Constraints of Evidentiality Shaping the Verb Introducing Constructed Dialogue in Spoken Hebrew Discourse
Keywords:
Quotative verbs, constructed dialogue, evidentiality, grammar in interaction, spoken Hebrew discourseAbstract
The study focuses on verbs introducing constructed dialogue (Tannen 1989) (‘direct speech’) (excluding the verb 'amar [‘say’]) in a corpus of over 11 hours of everyday Hebrew conversation (Maschler et al. 2017). Taking an Interactional Linguistics approach (Selting and Couper-Kuhlen 2001), and following the assumption that different forms must also be different in function, the study investigates the functional difference resulting in employing these various verbs.
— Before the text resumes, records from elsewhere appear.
#[cfg(test)]
mod tests {
    use super::*;
    use crate::config::{ProviderSettings, SyncConfig};
    use crate::models::*;
    use crate::providers::{MockFailure, MockProvider};
    use crate::test_utils::MockProviderServer;
    use chrono::{Duration as ChronoDuration, Utc};

    fn mock_account(provider: Provider, pid: &str) -> FinancialAccount {
        FinancialAccount {
            id: 0,
            organization_id: 0,
            provider,
            provider_account_id: pid.to_string(),
            name: format!("{} account", provider),
            account_type: AccountType::Checking,
            balance_cents: 100_000,
            currency: "USD".to_string(),
            last_synced_at: Some(Utc::now()),
        }
    }

    fn mock_transaction(provider: Provider, tx_id: &str, date: &str) -> NewTransaction {
        let posted_date: NaiveDate = date.parse().unwrap();
        NewTransaction {
            fingerprint: fingerprint(provider, tx_id, "acct-1", -1250, posted_date),
            organization_id: 0,
            provider,
            provider_transaction_id: tx_id.to_string(),
            provider_account_id: "acct-1".to_string(),
            amount_cents: -1250,
            posted_date,
            merchant_raw: "COFFEE #12".to_string(),
            merchant_normalized: "COFFEE".to_string(),
            location: None,
            splits: vec![CategorySplit::full("Dining", 50.0)],
        }
    }

    fn live_tokens() -> IntegrationTokens {
        IntegrationTokens {
            access_token: "live".to_string(),
            refresh_token: Some("rt".to_string()),
            expires_at: Some(Utc::now() + ChronoDuration::hours(4)),
        }
    }

    fn fast_options() -> SyncOptions {
        SyncOptions {
            base_backoff: Duration::from_millis(1),
            ..SyncOptions::default()
        }
    }

    fn orchestrator(db: &Database, clients: HashMap<Provider, ProviderClient>) -> SyncOrchestrator {
        let vault = Arc::new(TokenVault::new(db.clone(), SyncConfig::default()));
        SyncOrchestrator::new(db.clone(), vault, clients).with_options(fast_options())
    }

    fn window() -> SyncWindow {
        SyncWindow {
            start: "2026-01-01".parse().unwrap(),
            end: None,
        }
    }

    #[tokio::test]
    async fn test_degraded_provider_never_blocks_others() {
        let db = Database::in_memory().unwrap();
        db.link_provider(1, Provider::Plaid).unwrap();
        db.link_provider(1, Provider::Teller).unwrap();
        // Teller has a live credential; Plaid has none, so the vault
        // reports auth expiry for it
        db.replace_tokens(1, Provider::Teller, &live_tokens()).unwrap();

        let mut clients = HashMap::new();
        clients.insert(
            Provider::Plaid,
            ProviderClient::mock(MockProvider::new(Provider::Plaid)),
        );
        clients.insert(
            Provider::Teller,
            ProviderClient::mock(
                MockProvider::new(Provider::Teller)
                    .with_accounts(vec![mock_account(Provider::Teller, "acct-1")])
                    .with_transactions(vec![
                        mock_transaction(Provider::Teller, "t-1", "2026-01-10"),
                        mock_transaction(Provider::Teller, "t-2", "2026-01-20"),
                    ]),
            ),
        );

        let report = orchestrator(&db, clients).run(1, window()).await.unwrap();

        assert_eq!(report.provider_statuses.len(), 2);
        let plaid = report
            .provider_statuses
            .iter()
            .find(|s| s.provider == Provider::Plaid)
            .unwrap();
        let teller = report
            .provider_statuses
            .iter()
            .find(|s| s.provider == Provider::Teller)
            .unwrap();
        assert_eq!(plaid.status, SyncOutcome::NeedsReauth);
        assert_eq!(teller.status, SyncOutcome::Ok);
        assert_eq!(report.transactions_added, 2);

        // The succeeding provider's data is committed
        let txns = db
            .transactions_in_window(1, "2026-01-01".parse().unwrap(), None)
            .unwrap();
        assert_eq!(txns.len(), 2);
        assert!(txns.iter().all(|t| t.provider == Provider::Teller));
    }

    fn config_with_server(server: &MockProviderServer) -> SyncConfig {
        SyncConfig::default().with_provider(
            Provider::Plaid,
            ProviderSettings {
                api_base: server.url(),
                token_url: format!("{}/oauth/token", server.url()),
                client_id: "client-1".to_string(),
                client_secret: "secret-1".to_string(),
            },
        )
    }

    #[tokio::test]
    async fn test_upstream_rejection_triggers_reactive_refresh() {
        let db = Database::in_memory().unwrap();
        let server = MockProviderServer::start().await;
        db.link_provider(1, Provider::Plaid).unwrap();
        // The vault believes this token is live for hours; the provider
        // has revoked it upstream
        db.replace_tokens(1, Provider::Plaid, &live_tokens()).unwrap();

        let mock = MockProvider::new(Provider::Plaid)
            .with_accounts(vec![mock_account(Provider::Plaid, "acct-1")])
            .with_transactions(vec![mock_transaction(Provider::Plaid, "t-1", "2026-01-10")])
            .rejecting_token("live");
        let mut clients = HashMap::new();
        clients.insert(Provider::Plaid, ProviderClient::mock(mock));

        let vault = Arc::new(TokenVault::new(db.clone(), config_with_server(&server)));
        let orchestrator = SyncOrchestrator::new(db.clone(), vault, clients)
            .with_options(fast_options());

        let report = orchestrator.run(1, window()).await.unwrap();

        // The rejection forced one real token exchange, after which the
        // fetch succeeded with the replacement token
        assert_eq!(server.refresh_calls(), 1);
        assert_eq!(report.provider_statuses[0].status, SyncOutcome::Ok);
        assert_eq!(report.accounts_updated, 1);
        assert_eq!(report.transactions_added, 1);

        let (stored, status) = db.get_tokens(1, Provider::Plaid).unwrap().unwrap();
        assert_ne!(stored.access_token, "live");
        assert_eq!(status, TokenStatus::Active);
    }

    #[tokio::test]
    async fn test_reactive_refresh_failure_reports_reauth() {
        let db = Database::in_memory().unwrap();
        let server = MockProviderServer::start().await;
        server.set_reject_refresh(true);
        db.link_provider(1, Provider::Plaid).unwrap();
        db.replace_tokens(1, Provider::Plaid, &live_tokens()).unwrap();

        let mock = MockProvider::new(Provider::Plaid)
            .with_accounts(vec![mock_account(Provider::Plaid, "acct-1")])
            .rejecting_token("live");
        let mut clients = HashMap::new();
        clients.insert(Provider::Plaid, ProviderClient::mock(mock));

        let vault = Arc::new(TokenVault::new(db.clone(), config_with_server(&server)));
        let orchestrator = SyncOrchestrator::new(db.clone(), vault, clients)
            .with_options(fast_options());

        let report = orchestrator.run(1, window()).await.unwrap();

        // The refresh token was exchanged once, rejected, and the provider
        // reported as needing re-authorization without failing the run
        assert_eq!(server.refresh_calls(), 1);
        assert_eq!(report.provider_statuses[0].status, SyncOutcome::NeedsReauth);
        assert_eq!(report.accounts_updated, 0);

        let (_, status) = db.get_tokens(1, Provider::Plaid).unwrap().unwrap();
        assert_eq!(status, TokenStatus::Invalid);
    }

    #[tokio::test]
    async fn test_transient_failure_is_retried() {
        let db = Database::in_memory().unwrap();
        db.link_provider(1, Provider::Plaid).unwrap();
        db.replace_tokens(1, Provider::Plaid, &live_tokens()).unwrap();

        let mock = MockProvider::new(Provider::Plaid)
            .with_accounts(vec![mock_account(Provider::Plaid, "acct-1")])
            .with_transactions(vec![mock_transaction(Provider::Plaid, "t-1", "2026-01-10")])
            .failing_n(MockFailure::Unavailable, 1);

        let mut clients = HashMap::new();
        clients.insert(Provider::Plaid, ProviderClient::mock(mock.clone()));

        let report = orchestrator(&db, clients).run(1, window()).await.unwrap();

        assert_eq!(report.provider_statuses[0].status, SyncOutcome::Ok);
        assert_eq!(report.transactions_added, 1);
        assert!(mock.call_count() >= 2, "first attempt must have been retried");
    }

    #[tokio::test]
    async fn test_retry_ceiling_degrades_provider_only() {
        let db = Database::in_memory().unwrap();
        db.link_provider(1, Provider::Plaid).unwrap();
        db.link_provider(1, Provider::Teller).unwrap();
        db.replace_tokens(1, Provider::Plaid, &live_tokens()).unwrap();
        db.replace_tokens(1, Provider::Teller, &live_tokens()).unwrap();

        let mut clients = HashMap::new();
        clients.insert(
            Provider::Plaid,
            ProviderClient::mock(
                MockProvider::new(Provider::Plaid).failing_forever(MockFailure::Unavailable),
            ),
        );
        clients.insert(
            Provider::Teller,
            ProviderClient::mock(
                MockProvider::new(Provider::Teller)
                    .with_accounts(vec![mock_account(Provider::Teller, "acct-1")]),
            ),
        );

        let report = orchestrator(&db, clients).run(1, window()).await.unwrap();

        let plaid = report
            .provider_statuses
            .iter()
            .find(|s| s.provider == Provider::Plaid)
            .unwrap();
        let teller = report
            .provider_statuses
            .iter()
            .find(|s| s.provider == Provider::Teller)
            .unwrap();
        assert_eq!(plaid.status, SyncOutcome::Degraded);
        assert_eq!(teller.status, SyncOutcome::Ok);
        assert_eq!(teller.accounts_updated, 1);
    }

    #[tokio::test]
    async fn test_rerun_is_idempotent() {
        let db = Database::in_memory().unwrap();
        db.link_provider(1, Provider::Plaid).unwrap();
        db.replace_tokens(1, Provider::Plaid, &live_tokens()).unwrap();

        let mut clients = HashMap::new();
        clients.insert(
            Provider::Plaid,
            ProviderClient::mock(
                MockProvider::new(Provider::Plaid)
                    .with_accounts(vec![mock_account(Provider::Plaid, "acct-1")])
                    .with_transactions(vec![mock_transaction(Provider::Plaid, "t-1", "2026-01-10")]),
            ),
        );

        let orchestrator = orchestrator(&db, clients);
        let first = orchestrator.run(1, window()).await.unwrap();
        let second = orchestrator.run(1, window()).await.unwrap();

        assert_eq!(first.transactions_added, 1);
        assert_eq!(second.transactions_added, 0);
        let txns = db
            .transactions_in_window(1, "2026-01-01".parse().unwrap(), None)
            .unwrap();
        assert_eq!(txns.len(), 1);
    }

    #[tokio::test]
    async fn test_sync_completed_event_published() {
        let db = Database::in_memory().unwrap();
        db.link_provider(1, Provider::Teller).unwrap();
        db.replace_tokens(1, Provider::Teller, &live_tokens()).unwrap();

        let mut clients = HashMap::new();
        clients.insert(
            Provider::Teller,
            ProviderClient::mock(
                MockProvider::new(Provider::Teller)
                    .with_accounts(vec![mock_account(Provider::Teller, "acct-1")])
                    .with_transactions(vec![mock_transaction(Provider::Teller, "t-1", "2026-01-10")]),
            ),
        );

        let (tx, mut rx) = mpsc::channel(4);
        let vault = Arc::new(TokenVault::new(db.clone(), SyncConfig::default()));
        let orchestrator = SyncOrchestrator::new(db.clone(), vault, clients)
            .with_options(fast_options())
            .with_events(tx);

        orchestrator.run(1, window()).await.unwrap();

        let event = rx.recv().await.unwrap();
        assert_eq!(event.organization_id, 1);
        assert_eq!(event.transactions_added, 1);
        assert_eq!(event.provider_statuses.len(), 1);
        assert_eq!(event.provider_statuses[0].status, SyncOutcome::Ok);
    }

    #[tokio::test]
    async fn test_cancel_aborts_remaining_work() {
        let db = Database::in_memory().unwrap();
        db.link_provider(1, Provider::Plaid).unwrap();
        db.replace_tokens(1, Provider::Plaid, &live_tokens()).unwrap();

        let mut clients = HashMap::new();
        clients.insert(
            Provider::Plaid,
            ProviderClient::mock(
                MockProvider::new(Provider::Plaid)
                    .with_transactions(vec![mock_transaction(Provider::Plaid, "t-1", "2026-01-10")]),
            ),
        );

        let (cancel_tx, cancel_rx) = watch::channel(true);
        let report = orchestrator(&db, clients)
            .run_with_cancel(1, window(), Some(cancel_rx))
            .await
            .unwrap();
        drop(cancel_tx);

        assert_eq!(report.provider_statuses[0].status, SyncOutcome::Degraded);
        assert_eq!(report.transactions_added, 0);
        let txns = db
            .transactions_in_window(1, "2026-01-01".parse().unwrap(), None)
            .unwrap();
        assert!(txns.is_empty());
    }
}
Analysis shows that the choices speakers make in selecting one group of verbs over another are not random but rather strongly shaped by the way the storyworld interaction had come to the speaker’s knowledge, that is, by evidentiality – a category which is not morphologically encoded in Hebrew and thus believed to have little impact in the language. Thus, when introducing hearsay interactions, a tendency to employ “vivid” verbs – verbs presenting an acoustic or visual image of the interaction (mainly verbs denoting the manner of the act of speaking) – was found. A tendency to employ “vivid” verbs (mainly verbs presenting the agent doing the speaking) was found also when introducing eyewitness interactions. On the other hand, “laconic” verbs, those lacking a visual or acoustic image of the interaction, were largely employed to introduce hypothetical interactions or interactions in which the speaker participated as one of the interlocutors in the storyworld. The study thus finds that the closer the presented interaction is to the speaker’s inner world (e.g., a hypothetical interaction or an interaction in which the speaker had acted as one of the storyworld interlocutors), the higher the tendency to employ verbs which manifest basic semantics (i.e., presenting limited information concerning the interaction and the act of speaking). On the other hand, when presenting hearsay or eyewitness interactions, verbs characterized by unique semantics which ‘revive’ the storyworld interaction tend to be employed. There is iconicity, then, between semantics on the one hand, and the way the speaker experiences the storyworld interaction, on the other.